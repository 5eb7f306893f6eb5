pub mod toml_config;

pub use toml_config::{RecognitionMode, RelayConfig};

use crate::utils::error::Result;
use clap::Parser;
use std::path::Path;

pub const DEFAULT_CONFIG_FILE: &str = "med-relay.toml";

#[derive(Debug, Clone, Parser)]
#[command(name = "med-relay")]
#[command(about = "Identifies a medicine from a photo and looks it up in the public drug catalog")]
pub struct CliConfig {
    /// Path to TOML configuration file (defaults apply when med-relay.toml is absent)
    #[arg(short, long)]
    pub config: Option<String>,

    /// Override server.host from config
    #[arg(long)]
    pub host: Option<String>,

    /// Override server.port from config
    #[arg(long)]
    pub port: Option<u16>,

    #[arg(short, long, help = "Enable verbose output")]
    pub verbose: bool,

    #[arg(long, help = "Emit logs as JSON lines")]
    pub json_logs: bool,
}

impl CliConfig {
    /// 載入配置檔並套用命令列覆蓋設定
    pub fn load(&self) -> Result<RelayConfig> {
        let mut config = match &self.config {
            Some(path) => RelayConfig::from_file(path)?,
            None if Path::new(DEFAULT_CONFIG_FILE).exists() => {
                RelayConfig::from_file(DEFAULT_CONFIG_FILE)?
            }
            None => RelayConfig::default(),
        };

        if let Some(host) = &self.host {
            config.server.host = host.clone();
        }
        if let Some(port) = self.port {
            config.server.port = port;
        }

        Ok(config)
    }
}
---
## About this task
Repeat the material above exactly, beginning with its first line and ending with the line that holds "server.host from config", and leave out everything else.

## Answer to this task
repository 5eb7f306893f6eb5
pub mod toml_config;

pub use toml_config::{RecognitionMode, RelayConfig};

use crate::utils::error::Result;
use clap::Parser;
use std::path::Path;

pub const DEFAULT_CONFIG_FILE: &str = "med-relay.toml";

#[derive(Debug, Clone, Parser)]
#[command(name = "med-relay")]
#[command(about = "Identifies a medicine from a photo and looks it up in the public drug catalog")]
pub struct CliConfig {
    /// Path to TOML configuration file (defaults apply when med-relay.toml is absent)
    #[arg(short, long)]
    pub config: Option<String>,

    /// Override server.host from config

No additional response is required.